Me lembrei de um certo ex namorado, o culpado por eu ter entrado na faculdade de direito e então o possível culpado daqueles sentimentos atordoadores. Me lembro que na época foi ele quem pagou a minha inscrição e a minha matrícula, acho que ele estava querendo que eu me tornasse uma pessoa admirável. Bom, pelo menos alguma coisa boa ele fez antes de terminar comigo e orgulhosamente sumir da minha vida. E acho que ele sentiria orgulho da mulher que sou hoje.

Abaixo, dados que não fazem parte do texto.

use crate::model::Event;
use serde::{Deserialize, Serialize};
use thiserror::Error;

/// A threshold that cannot select a well-defined subset.
#[derive(Debug, Clone, PartialEq, Error)]
pub enum CriteriaError {
    #[error("min_magnitude must be a finite number (got {0})")]
    NonFiniteMinMagnitude(f64),

    #[error("max_depth_km must be a non-negative number (got {0})")]
    InvalidMaxDepth(f64),
}

/// User-chosen thresholds used to derive the filtered subset.
#[derive(Debug, Clone, PartialEq, Deserialize, Serialize)]
pub struct FilterCriteria {
    /// Inclusive lower bound.
    #[serde(default)]
    pub min_magnitude: f64,

    /// Inclusive upper bound on absolute depth. `None` is unbounded.
    #[serde(default, skip_serializing_if = "Option::is_none")]
    pub max_depth_km: Option<f64>,

    /// Case-insensitive substring of `place`. Empty is unbounded.
    #[serde(default, rename = "search")]
    pub search_term: String,
}

impl Default for FilterCriteria {
    fn default() -> Self {
        Self {
            min_magnitude: 0.0,
            max_depth_km: None,
            search_term: String::new(),
        }
    }
}

impl FilterCriteria {
    pub fn with_min_magnitude(mut self, min_magnitude: f64) -> Self {
        self.min_magnitude = min_magnitude;
        self
    }

    pub fn with_max_depth_km(mut self, max_depth_km: Option<f64>) -> Self {
        self.max_depth_km = max_depth_km;
        self
    }

    pub fn with_search_term(mut self, term: impl Into<String>) -> Self {
        self.search_term = term.into();
        self
    }

    /// Every threshold problem, in field order. Empty when usable.
    ///
    /// A NaN bound would make every comparison false and let events through
    /// that are below it.
    pub fn check(&self) -> Vec<CriteriaError> {
        let mut problems = Vec::new();

        if !self.min_magnitude.is_finite() {
            problems.push(CriteriaError::NonFiniteMinMagnitude(self.min_magnitude));
        }

        if let Some(depth) = self.max_depth_km {
            if !depth.is_finite() || depth < 0.0 {
                problems.push(CriteriaError::InvalidMaxDepth(depth));
            }
        }

        problems
    }

    pub fn matches(&self, event: &Event) -> bool {
        if event.magnitude_value() < self.min_magnitude {
            return false;
        }

        if self
            .max_depth_km
            .is_some_and(|max_depth| event.abs_depth_km() > max_depth)
        {
            return false;
        }

        if !self.search_term.is_empty()
            && !event
                .place
                .to_lowercase()
                .contains(&self.search_term.to_lowercase())
        {
            return false;
        }

        true
    }
}
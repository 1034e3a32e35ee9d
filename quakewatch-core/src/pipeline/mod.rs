//! Pure derivations over an event list.
//!
//! ```text
//! EventSet
//!   filter(criteria)
//!     sort(key)        -> listing
//!     summarize        -> EventStats
//! ```
//!
//! Nothing here owns state; every function can be re-run on every read.

mod filter;
mod sort;
mod stats;

#[cfg(test)]
mod tests;

pub use filter::filter;
pub use sort::{SortKey, sort};
pub use stats::{EventStats, SIGNIFICANT_MAGNITUDE, summarize};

Depois do final daquele relacionamento me fechei interiormente e foquei apenas nos estudos. A faculdade e o trabalho consumiam todo o meu tempo, e pensar em relacionamento sério com alguém, era a última coisa que eu queria. Anos depois, agora formada e com uma brilhante carreira em construção, aqui estou eu. Ainda estou sozinha, bom, prefiro dizer que não encontrei o cara certo e que meus requisitos são muito específicos.

Vendo aquela chuva fininha batendo na janela, minha mesa cheia de processos e a dor insistente batendo nas pernas, chego a questionar se aquele cara fez algo bom por mim. Não que eu não ame advogar, mas será que eu poderia ter escolhido outro caminho que me permitiria estar neste exato momento deitada na minha caminha ao lado de um homem maravilhoso dizendo que me ama?! Tem coisas na vida que a gente nunca vai saber, e uma delas é se o caminho que a gente escolhe realmente é o caminho que vai nos fazer feliz.

Nesse momento um forte trovão sinalizou que a chuva engrossaria e me fez lembrar que ainda faltam 25 processos pra analisar. E cá estou eu, procurando um pouquinho de paixão pra poder voltar ao trabalho. Queria mesmo é que a luz acabasse, assim eu poderia ir pra casa e dar a desculpa da luz pro meu chefe no dia seguinte. Pura ilusão.